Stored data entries
↓↓↓

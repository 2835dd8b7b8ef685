//! Kit loading and dispatch.
//!
//! A kit is an installed module that provides commands. Two kinds of entry
//! are supported:
//!
//! - **Compiled kits**: factories registered in a [`KitCatalog`] under the
//!   kit's full package name.
//! - **Subprocess kits**: packages whose `package.json` carries a `kithost`
//!   section mapping command names to executables.
//!
//! The [`PluginContainer`] owns the loaded [`KitContext`]; a
//! [`RuntimeContext`] only holds a weak reference to it for one invocation.

mod catalog;
mod container;
mod error;
mod external;
mod runtime;
mod types;

pub use catalog::{KitCatalog, KitFactory};
pub use container::PluginContainer;
pub use error::{LoadError, LoadResult};
pub use external::{ExitError, ExternalCommand, KitManifest};
pub use runtime::{KitLog, RuntimeContext, Services, CONTEXT_ENV};
pub use types::{CommandFn, KitCommand, KitContext, KitModules};
//! Kit context types.

use std::collections::{BTreeMap, HashMap};
use std::fmt;
use std::future::Future;
use std::sync::Arc;

use futures::future::BoxFuture;
use serde_json::Value;

use super::RuntimeContext;

/// A kit command body. Receives its own clone of the runtime context.
pub type CommandFn =
    Arc<dyn Fn(RuntimeContext) -> BoxFuture<'static, anyhow::Result<()>> + Send + Sync>;

/// Module configuration a kit exposes, keyed by module name.
pub type KitModules = HashMap<String, Value>;

/// A command provided by a kit.
#[derive(Clone)]
pub struct KitCommand {
    /// One-line description shown in listings.
    pub description: String,
    /// Command body.
    pub run: CommandFn,
}

impl KitCommand {
    /// Wrap an async function as a command.
    pub fn new<F, Fut>(description: impl Into<String>, f: F) -> Self
    where
        F: Fn(RuntimeContext) -> Fut + Send + Sync + 'static,
        Fut: Future<Output = anyhow::Result<()>> + Send + 'static,
    {
        Self { description: description.into(), run: Arc::new(move |ctx| Box::pin(f(ctx))) }
    }
}

impl fmt::Debug for KitCommand {
    fn fmt(&self, f: &mut fmt::Formatter<'_>) -> fmt::Result {
        f.debug_struct("KitCommand").field("description", &self.description).finish_non_exhaustive()
    }
}

/// What a loaded kit provides.
#[derive(Debug, Clone, Default)]
pub struct KitContext {
    /// Full package name of the kit.
    pub name: String,
    /// Installed version.
    pub version: Option<String>,
    /// Commands by name.
    pub commands: BTreeMap<String, KitCommand>,
    /// Module configuration by module name.
    pub modules: KitModules,
}

impl KitContext {
    /// Empty context for `name`.
    pub fn new(name: impl Into<String>) -> Self {
        Self { name: name.into(), ..Self::default() }
    }

    /// Add a command.
    #[must_use]
    pub fn with_command(mut self, name: impl Into<String>, command: KitCommand) -> Self {
        self.commands.insert(name.into(), command);
        self
    }

    /// Add module configuration.
    #[must_use]
    pub fn with_module(mut self, name: impl Into<String>, config: Value) -> Self {
        self.modules.insert(name.into(), config);
        self
    }

    /// Look up a command.
    pub fn command(&self, name: &str) -> Option<&KitCommand> {
        self.commands.get(name)
    }

    /// Command names in order.
    pub fn command_names(&self) -> Vec<&str> {
        self.commands.keys().map(String::as_str).collect()
    }
}

#[cfg(test)]
mod tests {
    use super::*;

    #[test]
    fn test_builder_and_lookup() {
        let kit = KitContext::new("@kithost/kit-react")
            .with_command("dev", KitCommand::new("Start dev server", |_ctx| async { Ok(()) }))
            .with_command("build", KitCommand::new("Build", |_ctx| async { Ok(()) }))
            .with_module("lint", serde_json::json!({ "strict": true }));

        assert_eq!(kit.command_names(), vec!["build", "dev"]);
        assert_eq!(kit.command("dev").unwrap().description, "Start dev server");
        assert!(kit.command("test").is_none());
        assert_eq!(kit.modules["lint"]["strict"], true);
    }
}
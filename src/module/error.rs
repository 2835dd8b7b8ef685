//! Resolution error types and error records.

use std::fmt;

use serde::{Deserialize, Serialize};
use thiserror::Error;

use crate::registry::{RegistryError, RegistryErrorReason};

/// Result type for module resolution.
pub type ResolutionResult<T> = Result<T, ResolutionError>;

/// Classified failure code shared by every stage of resolution and loading.
#[derive(Debug, Clone, Copy, PartialEq, Eq, Hash, Serialize, Deserialize)]
#[serde(rename_all = "kebab-case")]
pub enum ErrorCode {
    /// Registry has no such package or version.
    RegistryNotFound,
    /// Registry unreachable.
    RegistryNetwork,
    /// Registry or filesystem refused the operation.
    RegistryPermission,
    /// Unclassified registry failure.
    RegistryUnknown,
    /// Module name cannot map to a directory under the modules tree.
    InvalidName,
    /// Module is not installed locally.
    NotInstalled,
    /// Local installation exists but is unusable.
    CorruptLocal,
    /// Local version string is not a semantic version.
    VersionUnparsable,
    /// Kit initialization failed.
    InitThrew,
    /// Module has no loadable kit entry.
    MissingEntry,
    /// No kit is selected for the project.
    NoKit,
    /// The active kit does not provide the command.
    UnknownCommand,
    /// A kit command returned an error.
    CommandFailed,
    /// Host settings or config files are invalid.
    Config,
}

impl ErrorCode {
    /// Stable identifier printed in diagnostics.
    pub fn as_str(&self) -> &'static str {
        match self {
            Self::RegistryNotFound => "not-found",
            Self::RegistryNetwork => "network",
            Self::RegistryPermission => "permission",
            Self::RegistryUnknown => "unknown",
            Self::InvalidName => "invalid-name",
            Self::NotInstalled => "not-installed",
            Self::CorruptLocal => "corrupt-local",
            Self::VersionUnparsable => "version-unparsable",
            Self::InitThrew => "init-threw",
            Self::MissingEntry => "missing-entry",
            Self::NoKit => "no-kit",
            Self::UnknownCommand => "unknown-command",
            Self::CommandFailed => "command-failed",
            Self::Config => "config",
        }
    }

    /// Whether a failure with this code may succeed when attempted again.
    pub fn is_retryable(&self) -> bool {
        match self {
            Self::RegistryNetwork
            | Self::RegistryUnknown
            | Self::NotInstalled
            | Self::CorruptLocal
            | Self::VersionUnparsable => true,
            Self::RegistryNotFound
            | Self::RegistryPermission
            | Self::InvalidName
            | Self::InitThrew
            | Self::MissingEntry
            | Self::NoKit
            | Self::UnknownCommand
            | Self::CommandFailed
            | Self::Config => false,
        }
    }
}

impl From<RegistryErrorReason> for ErrorCode {
    fn from(reason: RegistryErrorReason) -> Self {
        match reason {
            RegistryErrorReason::NotFound => Self::RegistryNotFound,
            RegistryErrorReason::Network => Self::RegistryNetwork,
            RegistryErrorReason::Permission => Self::RegistryPermission,
            RegistryErrorReason::Unknown => Self::RegistryUnknown,
        }
    }
}

impl fmt::Display for ErrorCode {
    fn fmt(&self, f: &mut fmt::Formatter<'_>) -> fmt::Result {
        f.write_str(self.as_str())
    }
}

/// A failure kept by the error recovery registry.
#[derive(Debug, Clone, PartialEq, Eq, Serialize, Deserialize)]
pub struct ErrorRecord {
    /// Classified code.
    pub code: ErrorCode,
    /// Human-readable detail.
    pub message: String,
    /// Module the failure belongs to.
    #[serde(default, skip_serializing_if = "Option::is_none")]
    pub module_name: Option<String>,
    /// Whether retrying may help.
    pub retryable: bool,
}

impl ErrorRecord {
    /// Record with the default retryability of `code`.
    pub fn new(code: ErrorCode, message: impl Into<String>) -> Self {
        Self { code, message: message.into(), module_name: None, retryable: code.is_retryable() }
    }

    /// Attach the module name.
    pub fn for_module(mut self, name: impl Into<String>) -> Self {
        self.module_name = Some(name.into());
        self
    }

    /// Whether two records describe the same failure.
    pub fn same_as(&self, other: &Self) -> bool {
        self.code == other.code && self.module_name == other.module_name
    }
}

impl fmt::Display for ErrorRecord {
    fn fmt(&self, f: &mut fmt::Formatter<'_>) -> fmt::Result {
        match &self.module_name {
            Some(name) => write!(f, "error[{}] {}: {}", self.code, name, self.message),
            None => write!(f, "error[{}] {}", self.code, self.message),
        }
    }
}

/// Errors from module resolution.
#[derive(Debug, Clone, Error)]
pub enum ResolutionError {
    /// The name is not a valid package name.
    #[error("Invalid module name '{name}': {reason}")]
    InvalidName { name: String, reason: String },

    /// Module is not installed and could not be installed.
    #[error("Module '{name}' is not installed")]
    NotInstalled { name: String },

    /// Local installation is unusable.
    #[error("Module '{name}' is corrupt: {reason}")]
    CorruptLocal { name: String, reason: String },

    /// Local version string is not semver.
    #[error("Module '{name}' has an unparsable version '{version}'")]
    VersionUnparsable { name: String, version: String },

    /// The registry does not know the module.
    #[error("Module '{name}' does not exist in the registry")]
    NotFound {
        name: String,
        /// Whether the no-found policy asked the caller to offer an install.
        offer_install: bool,
    },

    /// Installing failed and retrying was not allowed or did not help.
    #[error("Failed to install '{name}' after {attempts} attempt(s): {source}")]
    Registry {
        name: String,
        attempts: u32,
        #[source]
        source: RegistryError,
    },

    /// Searching the registry failed.
    #[error("Module search failed: {0}")]
    Search(#[source] RegistryError),
}

impl ResolutionError {
    /// Classified code of this error.
    pub fn code(&self) -> ErrorCode {
        match self {
            Self::InvalidName { .. } => ErrorCode::InvalidName,
            Self::NotInstalled { .. } => ErrorCode::NotInstalled,
            Self::CorruptLocal { .. } => ErrorCode::CorruptLocal,
            Self::VersionUnparsable { .. } => ErrorCode::VersionUnparsable,
            Self::NotFound { .. } => ErrorCode::RegistryNotFound,
            Self::Registry { source, .. } | Self::Search(source) => source.reason.into(),
        }
    }

    /// Module the error belongs to.
    pub fn module_name(&self) -> Option<&str> {
        match self {
            Self::InvalidName { name, .. }
            | Self::NotInstalled { name }
            | Self::CorruptLocal { name, .. }
            | Self::VersionUnparsable { name, .. }
            | Self::NotFound { name, .. }
            | Self::Registry { name, .. } => Some(name),
            Self::Search(_) => None,
        }
    }

    /// Error record describing this failure.
    pub fn to_record(&self) -> ErrorRecord {
        let message = match self {
            Self::Registry { source, .. } => source.message.clone(),
            other => other.to_string(),
        };
        let record = ErrorRecord::new(self.code(), message);
        match self.module_name() {
            Some(name) => record.for_module(name),
            None => record,
        }
    }
}

#[cfg(test)]
mod tests {
    use super::*;

    #[test]
    fn test_retryable_codes() {
        assert!(ErrorCode::RegistryNetwork.is_retryable());
        assert!(ErrorCode::CorruptLocal.is_retryable());
        assert!(!ErrorCode::RegistryPermission.is_retryable());
        assert!(!ErrorCode::RegistryNotFound.is_retryable());
        assert!(!ErrorCode::InitThrew.is_retryable());
        assert!(!ErrorCode::InvalidName.is_retryable());
        assert_eq!(ErrorCode::InvalidName.as_str(), "invalid-name");
    }

    #[test]
    fn test_record_display() {
        let record = ErrorRecord::new(ErrorCode::RegistryPermission, "EACCES")
            .for_module("@kithost/kit-react");
        assert_eq!(record.to_string(), "error[permission] @kithost/kit-react: EACCES");
        assert!(!record.retryable);
    }

    #[test]
    fn test_resolution_error_to_record() {
        let err = ResolutionError::Registry {
            name: "@kithost/kit-react".to_string(),
            attempts: 3,
            source: RegistryError::network("ETIMEDOUT"),
        };
        let record = err.to_record();

        assert_eq!(record.code, ErrorCode::RegistryNetwork);
        assert_eq!(record.module_name.as_deref(), Some("@kithost/kit-react"));
        assert_eq!(record.message, "ETIMEDOUT");
        assert!(record.retryable);
    }

    #[test]
    fn test_same_as_ignores_message() {
        let a = ErrorRecord::new(ErrorCode::CorruptLocal, "missing package.json").for_module("m");
        let b = ErrorRecord::new(ErrorCode::CorruptLocal, "bad json").for_module("m");
        let c = ErrorRecord::new(ErrorCode::CorruptLocal, "bad json").for_module("n");
        assert!(a.same_as(&b));
        assert!(!a.same_as(&c));
    }
}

↑↑↑

About this exercise:
Set down, from the entries above, exactly the lines from the one with "use futures::future::BoxFuture;" up to and including the one with "shown in listings.", and no other lines.

Output for this task:
use futures::future::BoxFuture;
use serde_json::Value;

use super::RuntimeContext;

/// A kit command body. Receives its own clone of the runtime context.
pub type CommandFn =
    Arc<dyn Fn(RuntimeContext) -> BoxFuture<'static, anyhow::Result<()>> + Send + Sync>;

/// Module configuration a kit exposes, keyed by module name.
pub type KitModules = HashMap<String, Value>;

/// A command provided by a kit.
#[derive(Clone)]
pub struct KitCommand {
    /// One-line description shown in listings.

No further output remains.